第17話、ミントと赤煉瓦の街
「瑞樹さん、どこにいくのですか?そっちは逆方向、海へ行くホームです。」
「え?」「あと、言いにくいのですが、その、シャツが前後逆です」「あっ!」
担当者からの指示で集まった日、クロックタウンのギルドで待っていたのはクロッカスの花と一体化した魔族の青年、リョウだった。
「藤堂亮介と言います。智大大蔵ギルドのエーテルギア運用責任者です。リョウと呼んでください。」
「はじめまして、リョウさん。橘瑞樹です。お世話になります。」私は軽く頭を下げた。
蒸気列車で15分、私とリリーを含めたクロックタウン側はリョウの話を聞いていた。
「実は、今回の通報者は僕でして。先日湖の清掃ボランティア中に気になることがあったんです。」
リョウは真剣な表情で続けた。「花の様子がおかしかったんです。色が変わっていたり、萎れていたり……」
「花の様子が? それは心配ですね。」花はこの世界のエーテルの流れに影響を与える重要な要素だ。
「ええ、だから早めに調査をした方が良いと思いました。特に最近、天空の城が通過してエーテルの変動が激しいですし。万が一を考えてクロックタウン側に連絡しました。」
「それでリョウさんが?」
「松明は自分の手で持たないと。今日はまあ、僕の街は列車で15分なんで迎えにきました」。
-そうそう、責任者が率先して動く。私は初めて会った時からリョウを好きになっていた-
仕事ではあるが、大きな木々や、エーテルの流れを感じる花々が線路沿いに咲いている景色に、私は興奮していた。
「すごい、赤煉瓦の花束みたい。
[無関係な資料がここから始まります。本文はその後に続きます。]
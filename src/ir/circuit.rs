use super::gates::GateType;
use super::operations::Operation;
use crate::error::StructuralError;
use serde::{Deserialize, Serialize};

/// Intermediate Representation of a Quantum Circuit.
///
/// A `Circuit` is an ordered, append-only sequence of [`Operation`]s
/// over a fixed zero-based qubit index space. `num_qubits` is set at
/// creation and never changes; every appended operation is checked
/// against it, so a circuit obtained from this API only ever holds
/// structurally valid operations.
#[derive(Debug, Clone, Default, PartialEq, Serialize, Deserialize)]
pub struct Circuit {
    num_qubits: usize,
    operations: Vec<Operation>,
}

impl Circuit {
    /// Creates a new empty circuit over `num_qubits` qubits.
    pub fn new(num_qubits: usize) -> Self {
        Self {
            num_qubits,
            operations: Vec::new(),
        }
    }

    /// Number of qubits the circuit is declared over.
    pub fn num_qubits(&self) -> usize {
        self.num_qubits
    }

    /// Operations in insertion (execution) order.
    pub fn operations(&self) -> &[Operation] {
        &self.operations
    }

    /// Number of operations in the circuit.
    pub fn len(&self) -> usize {
        self.operations.len()
    }

    /// Whether the circuit contains no operations.
    pub fn is_empty(&self) -> bool {
        self.operations.is_empty()
    }

    /// Iterates over operations in insertion order.
    pub fn iter(&self) -> std::slice::Iter<'_, Operation> {
        self.operations.iter()
    }

    /// Appends an operation, checking every qubit index against the
    /// circuit's index space.
    pub fn push(&mut self, op: Operation) -> Result<(), StructuralError> {
        for &qubit in op.qubits() {
            if qubit >= self.num_qubits {
                return Err(StructuralError::QubitOutOfRange {
                    qubit,
                    num_qubits: self.num_qubits,
                });
            }
        }
        self.operations.push(op);
        Ok(())
    }

    /// Appends an operation whose qubit indices are already known to be
    /// in range (e.g. copied from another circuit of the same width).
    pub(crate) fn push_unchecked(&mut self, op: Operation) {
        debug_assert!(op.qubits().iter().all(|&q| q < self.num_qubits));
        self.operations.push(op);
    }

    fn append(
        &mut self,
        gate: GateType,
        qubits: Vec<usize>,
        params: Vec<f64>,
    ) -> Result<(), StructuralError> {
        self.push(Operation::new(gate, qubits, params)?)
    }

    /// Appends a Hadamard gate on `qubit`.
    pub fn h(&mut self, qubit: usize) -> Result<(), StructuralError> {
        self.append(GateType::H, vec![qubit], vec![])
    }

    /// Appends a Pauli-X gate on `qubit`.
    pub fn x(&mut self, qubit: usize) -> Result<(), StructuralError> {
        self.append(GateType::X, vec![qubit], vec![])
    }

    /// Appends a Pauli-Y gate on `qubit`.
    pub fn y(&mut self, qubit: usize) -> Result<(), StructuralError> {
        self.append(GateType::Y, vec![qubit], vec![])
    }

    /// Appends a Pauli-Z gate on `qubit`.
    pub fn z(&mut self, qubit: usize) -> Result<(), StructuralError> {
        self.append(GateType::Z, vec![qubit], vec![])
    }

    /// Appends a sqrt-X gate on `qubit`.
    pub fn sx(&mut self, qubit: usize) -> Result<(), StructuralError> {
        self.append(GateType::SX, vec![qubit], vec![])
    }

    /// Appends an identity gate on `qubit`.
    pub fn id(&mut self, qubit: usize) -> Result<(), StructuralError> {
        self.append(GateType::ID, vec![qubit], vec![])
    }

    /// Appends a Z-rotation by `angle` radians on `qubit`.
    pub fn rz(&mut self, angle: f64, qubit: usize) -> Result<(), StructuralError> {
        self.append(GateType::RZ, vec![qubit], vec![angle])
    }

    /// Appends a controlled-NOT gate.
    pub fn cx(&mut self, control: usize, target: usize) -> Result<(), StructuralError> {
        self.append(GateType::CX, vec![control, target], vec![])
    }

    /// Appends a controlled-phase gate with phase `angle` radians.
    pub fn cp(&mut self, angle: f64, control: usize, target: usize) -> Result<(), StructuralError> {
        self.append(GateType::CP, vec![control, target], vec![angle])
    }

    /// Appends a swap of two qubits.
    pub fn swap(&mut self, a: usize, b: usize) -> Result<(), StructuralError> {
        self.append(GateType::SWAP, vec![a, b], vec![])
    }

    /// Appends a general single-qubit unitary `U3(theta, phi, lambda)`.
    pub fn u3(
        &mut self,
        theta: f64,
        phi: f64,
        lambda: f64,
        qubit: usize,
    ) -> Result<(), StructuralError> {
        self.append(GateType::U3, vec![qubit], vec![theta, phi, lambda])
    }
}

impl<'a> IntoIterator for &'a Circuit {
    type Item = &'a Operation;
    type IntoIter = std::slice::Iter<'a, Operation>;

    fn into_iter(self) -> Self::IntoIter {
        self.operations.iter()
    }
}
//! Stochastic Pauli fault injection.
//!
//! Models a noisy execution environment by interleaving randomly chosen
//! Pauli gates into an existing circuit description. The randomness
//! source is caller-supplied so runs are reproducible under a fixed
//! seed.

use crate::ir::{Circuit, GateType, Operation};
use log::debug;
use rand::Rng;

const PAULIS: [GateType; 3] = [GateType::X, GateType::Y, GateType::Z];

fn random_pauli<R: Rng>(rng: &mut R) -> GateType {
    PAULIS[rng.gen_range(0..PAULIS.len())]
}

/// Returns a copy of `circuit` with simulated Pauli noise interleaved.
///
/// Every operation of the input is carried over unchanged, in order.
/// After each single-qubit operation, with probability `alpha`, one
/// uniformly chosen Pauli gate is inserted on the same qubit. After
/// each two-qubit operation, with probability `beta`, one Pauli kind is
/// chosen and inserted on **both** operands -- the same kind on each,
/// not redrawn per qubit.
///
/// `alpha` and `beta` are probabilities in `[0, 1]`; values outside the
/// interval degenerate to never/always inserting. Exactly one threshold
/// draw is made per eligible operation, followed by one kind draw when
/// the threshold passes, so output is byte-identical across runs with
/// identically seeded generators.
pub fn apply_pauli_noise<R: Rng>(circuit: &Circuit, alpha: f64, beta: f64, rng: &mut R) -> Circuit {
    let mut noisy = Circuit::new(circuit.num_qubits());

    for op in circuit {
        noisy.push_unchecked(op.clone());

        match op.qubits() {
            [qubit] => {
                if rng.gen::<f64>() < alpha {
                    let pauli = random_pauli(rng);
                    noisy.push_unchecked(pauli_op(pauli, *qubit));
                    debug!("injected {} on qubit {} after 1-qubit gate", pauli, qubit);
                }
            }
            [first, second] => {
                if rng.gen::<f64>() < beta {
                    let pauli = random_pauli(rng);
                    noisy.push_unchecked(pauli_op(pauli, *first));
                    noisy.push_unchecked(pauli_op(pauli, *second));
                    debug!(
                        "injected {} on qubits {} and {} after 2-qubit gate",
                        pauli, first, second
                    );
                }
            }
            _ => {}
        }
    }

    noisy
}

fn pauli_op(pauli: GateType, qubit: usize) -> Operation {
    // Paulis take one qubit and no parameters, so this cannot fail.
    Operation::new(pauli, vec![qubit], vec![]).unwrap_or_else(|_| unreachable!())
}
」私は思わず感嘆の声を漏らし、リョウは嬉しそうに破顔した。
「智大大蔵にようこそ!」
智大大蔵は様々な花が咲き誇り、赤いレンガの壁に這わされた配線が独特な景観を作り出している。
特に、あちこちから香るミントの香りが心を和ませる。聞けばエーテル質がミントメインなんだそうだ。
「さあ、ギルドに向かいましょう。」
キョロキョロしている私に対して、クスりと笑いながら、リョウが道案内をしてくれた。
道すがら、朝飯がわりに私は少し買い食いを楽しんだ。普段は食べないが、旅情に誘われたのか、地元の特産品である甘ピタパンとハニーハーブティーのしょっぱ甘い匂いが食欲をそそった。
「これ、うまいですね!」私は笑顔で言った。
「ですよね。私も大好きです」リョウは嬉しそうに頷いた。
ギルドに到着すると、智大大蔵のギルドメンバーたちが集まっており、早速打ち合わせを始める。
「今日は調査のための準備を進めます。」クロックタウン側のリーダーが声を上げた。「まずは、瑞樹さんからギアの説明をお願いします。」
私は自分のギアついて説明した。「私のギアには、青いバラのエーテルバッテリーが使われていて、エーテル濃度の変動を音で探知することができます。」
メンバーたちは興味深そうに耳を傾けてくれて、私の話に引き込まれている様子が伝わった。
「それでは、まずは橘さんをメインとした先遣隊を組んで、解析ギアの設置場所を決めましょう。」リョウはそう言って、私たちは地図を広げてポイントを検討し、5つに絞った。
先遣隊はリョウとリリーを含めた5人。ギルドが用意してくれた昼食を持って外に出たが、まだ、なんとなく、私はピクニック気分だった。